The data model that I want to try out on Hive is a dimensional database model that we currently use on PostgreSQL. Questions I want to answer are:

  1. To what extent can we use our current data model?
  2. Can Hive answer our queries?
  3. Is Hive the right Apache Hadoop part or are there other parts more appropriate?

I’m using the tutorial ‘Hive and Data ETL’ from Hortonworks as quick start: http://hortonworks.com/hadoop-tutorial/hello-world-an-introduction-to-hadoop-hcatalog-hive-and-pig/#section_4

To what extent can we use our current data model? The basic structure of our current data model is as follows:

  1. The model makes a distinction between so called ‘dimensions’ and ‘facts’. For a description of these terms and more information about dimensional modeling of data warehouses, see e.g. https://www.amazon.com/Data-Warehouse-Toolkit-Definitive-Dimensional/dp/1118530802/ref=dp_ob_title_bk
  2. Each variable or ‘attribute’ or ‘Feature’ in the data warehouse model is stored in it’s own fact table, named ‘bv_<x>’, where x is the feature number.
  3. Each bv_ record binds a set of dimensions, a feature and a timestamp to a certain value. As such, each bv_ table can be seen as a collection of time series data for a certain Feature or signal.
  4. The data model uses both arrays of integers, and json blobs. For our data model to work, Hive support for array’s and json is required.

The first step is to create CSV files with test data. The PostgreSQL COPY seemed a good initial candidate to create the CSV files with, but it turned out that COPY cannot output data without a quote character. For import into Hive, no quoting was most appropriate for my use case.

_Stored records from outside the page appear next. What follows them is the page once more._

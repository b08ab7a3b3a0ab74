use chrono::{Datelike, Months, NaiveDate};
use diesel::dsl::exists;
use diesel::pg::PgConnection;
use diesel::prelude::*;
use tracing::{info, warn};
use uuid::Uuid;

use super::{batch_item, BatchReport, ServiceError, ServiceResult, UnitOutcome};
use crate::models::{Employee, NewExpense};
use crate::schema::{employees, expenses};

pub const SALARY_CATEGORY: &str = "GEHALT";
pub const DEFAULT_PAYOUT_DAY: u32 = 1;

/// First and last day of the calendar month containing `day`.
pub fn month_bounds(day: NaiveDate) -> (NaiveDate, NaiveDate) {
    let first = day.with_day(1).unwrap_or(day);
    let last = first
        .checked_add_months(Months::new(1))
        .and_then(|next| next.pred_opt())
        .unwrap_or(day);
    (first, last)
}

/// The configured payout day in `today`'s month (clamped to the month length),
/// or `today` itself once that day has already passed.
pub fn payout_date(today: NaiveDate, payout_day: Option<i32>) -> NaiveDate {
    let (first, last) = month_bounds(today);
    let day = payout_day
        .and_then(|value| u32::try_from(value).ok())
        .unwrap_or(DEFAULT_PAYOUT_DAY)
        .clamp(1, last.day());
    let scheduled = first.with_day(day).unwrap_or(last);
    scheduled.max(today)
}

/// Books one `GEHALT` expense per active salaried employee for `today`'s month.
pub fn run_salary_expenses(
    conn: &mut PgConnection,
    today: NaiveDate,
) -> ServiceResult<BatchReport> {
    let salaried: Vec<Employee> = employees::table
        .filter(employees::is_active.eq(true))
        .filter(employees::fixed_salary_cents.is_not_null())
        .order(employees::id.asc())
        .load(conn)?;

    let mut report = BatchReport::new(today);
    for employee in salaried {
        let outcome = book_salary(conn, employee.id, today);
        if let Err(err) = &outcome {
            warn!(
                employee_id = %employee.id,
                tenant_id = %employee.tenant_id,
                error = %err,
                "salary expense generation failed"
            );
        }
        report.record(batch_item(employee.id, employee.tenant_id, outcome));
    }

    info!(
        %today,
        processed = report.processed,
        created = report.created,
        skipped = report.skipped,
        errors = report.errors,
        "salary run finished"
    );
    Ok(report)
}

fn book_salary(
    conn: &mut PgConnection,
    employee_id: Uuid,
    today: NaiveDate,
) -> ServiceResult<UnitOutcome> {
    conn.transaction::<UnitOutcome, ServiceError, _>(|conn| {
        // the row lock serializes concurrent runs for the same employee
        let employee: Employee = employees::table
            .find(employee_id)
            .for_update()
            .first(conn)?;
        let Some(salary_cents) = employee.fixed_salary_cents else {
            return Ok(UnitOutcome::Skipped("no fixed salary"));
        };

        let (first, last) = month_bounds(today);
        let already_booked: bool = diesel::select(exists(
            expenses::table
                .filter(expenses::employee_id.eq(employee.id))
                .filter(expenses::category.eq(SALARY_CATEGORY))
                .filter(expenses::expense_date.between(first, last)),
        ))
        .get_result(conn)?;
        if already_booked {
            return Ok(UnitOutcome::Skipped("already booked this month"));
        }

        let expense = NewExpense {
            id: Uuid::new_v4(),
            tenant_id: employee.tenant_id,
            name: format!("Gehalt {} {}", employee.name, today.format("%m/%Y")),
            amount_cents: salary_cents,
            category: SALARY_CATEGORY.to_string(),
            description: None,
            expense_date: payout_date(today, employee.salary_payout_day),
            employee_id: Some(employee.id),
            recurring_expense_id: None,
        };
        diesel::insert_into(expenses::table)
            .values(&expense)
            .execute(conn)?;

        Ok(UnitOutcome::Created(expense.id))
    })
}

Therefore I wrote the following python script to create the csv files:

import sys
import getopt
import psycopg2
import psycopg2.extras
import csv
import json

class DBConnection(object):
    def __init__(self, dsn):
        self.dsn = dsn
        self.conn = None

    def getconn(self):
        if self.conn is None:
            try:
                self.conn = psycopg2.connect(self.dsn)
            except psycopg2.OperationalError, e:
                print 'caught error {e}'.format(e=e.message)
                raise

        return self.conn


class DatabaseObject(object):
    def __init__(self, dbconn, project_schema):
        self.dbconn = dbconn
        self.project_schema = project_schema

    def execute_sql(self, sql, params=[]):
        cur = self.dbconn.cursor()
        cur.execute(sql, params)
        return cur.fetchall()


class Process(DatabaseObject):
    def __init__(self, dsn, project_schema, dbconn=None):
        self.dsn = dsn
        self.project_schema = project_schema
        self.dbconn = dbconn or DBConnection(dsn).getconn()

        self.feature = self.execute_sql("""
            SELECT *
            FROM {schema}.feature
            """.format(schema=self.project_schema))

        self.dimension = self.execute_sql("""
            SELECT *
            FROM {schema}.dimension
            """.format(schema=self.project_schema))

    def read_bv(self, feature_id):
        # use char 002 as array delimiter
        return self.execute_sql("""
            SELECT uoo_id,
            feature_id,
            translate(dimension_id::text, ',{{}}', chr(2)),
            translate(dimension_role::text, ',{{}}', chr(2)),
            time_lowvalue::timestamp,
            time_highvalue::timestamp,
            time_availability::timestamp,
            value
            FROM {schema}.bv_{i}
            """.format(schema=self.project_schema,
                       i=str(feature_id)))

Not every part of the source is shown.